A Arábia Saudita sediou nesta quinta-feira (30) uma reunião com representantes de 43 países e da União Europeia para discutir a formação de uma coalizão de segurança marítima dedicada a proteger a navegação comercial no Estreito de Ormuz. O encontro, realizado em Riad, ocorre em meio a crescentes tensões com o Irã, que ameaça bloquear a passagem de petróleo pela região.
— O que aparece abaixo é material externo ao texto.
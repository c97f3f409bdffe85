//! Buffering and seek windows
//!
//! A window is an open interval for one contiguous stall or seek. At most one
//! window of each kind is open at a time. Closed durations are clamped to the
//! configured maximum while the unclamped sum is tracked alongside.

use crate::types::{BufferingReason, BufferingType};
use serde::{Deserialize, Serialize};
use std::collections::VecDeque;

/// Duration filtering and clamping shared by all windows
#[derive(Debug, Clone, Copy, PartialEq, Eq)]
pub struct WindowPolicy {
    pub min_ms: i64,
    pub max_ms: i64,
    pub max_events: usize,
}

impl WindowPolicy {
    pub fn clamp(&self, duration_ms: i64) -> i64 {
        duration_ms.clamp(0, self.max_ms)
    }
}

fn push_bounded<T>(events: &mut VecDeque<T>, value: T, cap: usize) {
    if events.len() >= cap {
        events.pop_front();
    }
    events.push_back(value);
}

#[derive(Debug, Clone, Copy, PartialEq)]
pub struct BufferingWindow {
    pub start_ts: i64,
    pub reason: BufferingReason,
    pub buffering_type: BufferingType,
    /// Set once a mid-flight snapshot has counted the window up to this time
    pub counted_until: Option<i64>,
}

#[derive(Debug, Clone, Default, PartialEq, Serialize, Deserialize)]
pub struct BufferingStats {
    pub count: u32,
    pub network_count: u32,
    pub unknown_count: u32,
    /// Windows shorter than the minimum that were dropped
    pub discarded_count: u32,
    /// Clamped total (ms)
    pub duration_ms: i64,
    /// Unclamped total (ms)
    pub original_duration_ms: i64,
    /// `[start, end]` in seconds
    pub events: VecDeque<[f64; 2]>,
}

/// Result of closing a buffering window
#[derive(Debug, Clone, Copy, PartialEq)]
pub struct ClosedBuffering {
    pub duration_ms: i64,
    pub buffering_type: BufferingType,
    /// The window was counted for the first time by this close
    pub newly_counted: bool,
}

#[derive(Debug, Clone)]
pub struct BufferingTracker {
    policy: WindowPolicy,
    open: Option<BufferingWindow>,
    stats: BufferingStats,
}

impl BufferingTracker {
    pub fn new(policy: WindowPolicy) -> Self {
        Self {
            policy,
            open: None,
            stats: BufferingStats::default(),
        }
    }

    pub fn is_open(&self) -> bool {
        self.open.is_some()
    }

    pub fn open_window(&self) -> Option<&BufferingWindow> {
        self.open.as_ref()
    }

    pub fn stats(&self) -> &BufferingStats {
        &self.stats
    }

    /// Open a window; false if one is already open
    pub fn open(&mut self, start_ts: i64, reason: BufferingReason, buffering_type: BufferingType) -> bool {
        if self.open.is_some() {
            return false;
        }
        self.open = Some(BufferingWindow {
            start_ts,
            reason,
            buffering_type,
            counted_until: None,
        });
        true
    }

    /// Drop the open window without counting it
    pub fn abandon(&mut self) -> bool {
        self.open.take().is_some()
    }

    /// Close (or with `reset == false` snapshot) the open window
    pub fn close(&mut self, now: i64, reset: bool) -> Option<ClosedBuffering> {
        let window = self.open?;
        let duration = (now - window.start_ts).max(0);

        let closed = match window.counted_until {
            None if duration <= self.policy.min_ms => {
                if reset {
                    self.stats.discarded_count += 1;
                }
                None
            }
            None => {
                self.stats.count += 1;
                match window.buffering_type {
                    BufferingType::Network => self.stats.network_count += 1,
                    BufferingType::Unknown => self.stats.unknown_count += 1,
                }
                self.stats.duration_ms += self.policy.clamp(duration);
                self.stats.original_duration_ms += duration;
                push_bounded(
                    &mut self.stats.events,
                    [window.start_ts as f64 / 1000.0, now as f64 / 1000.0],
                    self.policy.max_events,
                );
                Some(ClosedBuffering {
                    duration_ms: duration,
                    buffering_type: window.buffering_type,
                    newly_counted: true,
                })
            }
            Some(counted_until) => {
                // Count only the remainder since the snapshot
                let counted = (counted_until - window.start_ts).max(0);
                self.stats.duration_ms += self.policy.clamp(duration) - self.policy.clamp(counted);
                self.stats.original_duration_ms += duration - counted;
                if let Some(last) = self.stats.events.back_mut() {
                    last[1] = now as f64 / 1000.0;
                }
                Some(ClosedBuffering {
                    duration_ms: duration,
                    buffering_type: window.buffering_type,
                    newly_counted: false,
                })
            }
        };

        if reset {
            self.open = None;
        } else if closed.is_some() {
            if let Some(open) = self.open.as_mut() {
                open.counted_until = Some(now.max(window.start_ts));
            }
        }
        closed
    }
}

#[derive(Debug, Clone, Copy, PartialEq, Serialize, Deserialize)]
pub struct SeekWindow {
    pub from: f64,
    pub to: f64,
    pub start_ts: i64,
}

#[derive(Debug, Clone, Copy, PartialEq, Serialize, Deserialize)]
pub struct SeekEvent {
    pub from: f64,
    pub to: f64,
    pub start_time: i64,
    pub end_time: i64,
}

#[derive(Debug, Clone, Default, PartialEq, Serialize, Deserialize)]
pub struct SeekStats {
    pub count: u32,
    pub duration_ms: i64,
    pub original_duration_ms: i64,
    pub events: VecDeque<SeekEvent>,
}

#[derive(Debug, Clone)]
pub struct SeekTracker {
    policy: WindowPolicy,
    open: Option<SeekWindow>,
    stats: SeekStats,
}

impl SeekTracker {
    pub fn new(policy: WindowPolicy) -> Self {
        Self {
            policy,
            open: None,
            stats: SeekStats::default(),
        }
    }

    pub fn is_seeking(&self) -> bool {
        self.open.is_some()
    }

    pub fn stats(&self) -> &SeekStats {
        &self.stats
    }

    /// Open a seek window, force-closing an in-flight one first
    pub fn start(&mut self, from: f64, to: f64, now: i64) {
        self.end(now);
        self.open = Some(SeekWindow { from, to, start_ts: now });
    }

    pub fn end(&mut self, now: i64) -> Option<SeekEvent> {
        let window = self.open.take()?;
        let duration = (now - window.start_ts).max(0);
        self.stats.count += 1;
        self.stats.duration_ms += self.policy.clamp(duration);
        self.stats.original_duration_ms += duration;
        let event = SeekEvent {
            from: window.from,
            to: window.to,
            start_time: window.start_ts,
            end_time: now.max(window.start_ts),
        };
        push_bounded(&mut self.stats.events, event, self.policy.max_events);
        Some(event)
    }
}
Importância estratégica do estreito
O Estreito de Ormuz é uma das rotas marítimas mais críticas do mundo, conectando o Golfo Pérsico ao Golfo de Omã e ao Oceano Índico. Segundo dados da Agência Internacional de Energia, cerca de 20% do petróleo consumido globalmente transita por suas águas, além de aproximadamente 25% do gás natural liquefeito. A via tem apenas 33 quilômetros de largura no ponto mais estreito, o que a torna vulnerável a interferências.
Ameaça iraniana
O governo iraniano prometeu não permitir que "nenhuma gota de petróleo" passe pelo Estreito de Ormuz, caso a coalizão seja vista como uma ameaça aos seus interesses. A declaração foi transmitida por autoridades iranianas a agências de notícias internacionais. O Irã já realizou exercícios militares na região e interceptou navios comerciais no passado, incluindo a apreensão de um petroleiro em 2023, aumentando a preocupação global com a segurança da navegação.
Participantes e objetivos
Além da Arábia Saudita e da União Europeia, participaram da reunião países do Golfo, como Emirados Árabes Unidos, Catar e Bahrein, além de nações ocidentais, incluindo Estados Unidos, Reino Unido e França. Também estiveram presentes representantes de Japão, Índia e Coreia do Sul, grandes importadores de petróleo da região. O objetivo declarado é criar uma força-tarefa conjunta para patrulhar a região, escoltar navios comerciais e responder a emergências. A iniciativa também busca reduzir a dependência de rotas alternativas, que são mais longas e custosas.
Impactos econômicos
Uma eventual interrupção no fluxo de petróleo pelo Estreito de Ormuz teria consequências imediatas no mercado global de energia. Históricamente, tensões na região já causaram picos de preços: em 2019, ataques a navios petroleiros elevaram o preço do barril em cerca de 5% em poucos dias. Analistas estimam que um bloqueio de curta duração poderia levar o petróleo a ultrapassar US$ 100 por barril, afetando economias dependentes de importações, como Japão, Índia e China.
Contexto regional
A reunião desta quinta-feira insere-se em um histórico de tensões entre o Irã e as monarquias do Golfo, agravado por disputas nucleares e pela influência regional. Em 2019, uma série de ataques a navios petroleiros no estreito e na costa dos Emirados foi atribuída ao Irã por países ocidentais, o que levou ao aumento da presença militar na área. A nova coalizão pretende ser uma resposta coordenada e preventiva, integrando esforços de inteligência e patrulhamento.
Próximos passos
Os países participantes devem definir em breve os termos de engajamento e a estrutura de comando da coalizão. A Arábia Saudita deverá sediar uma nova reunião nos próximos meses para formalizar o acordo. Enquanto isso, o Irã monitora de perto os movimentos, e especialistas alertam que uma ação militar no estreito poderia escalar para um conflito regional de grandes proporções. Esta reportagem está em atualização.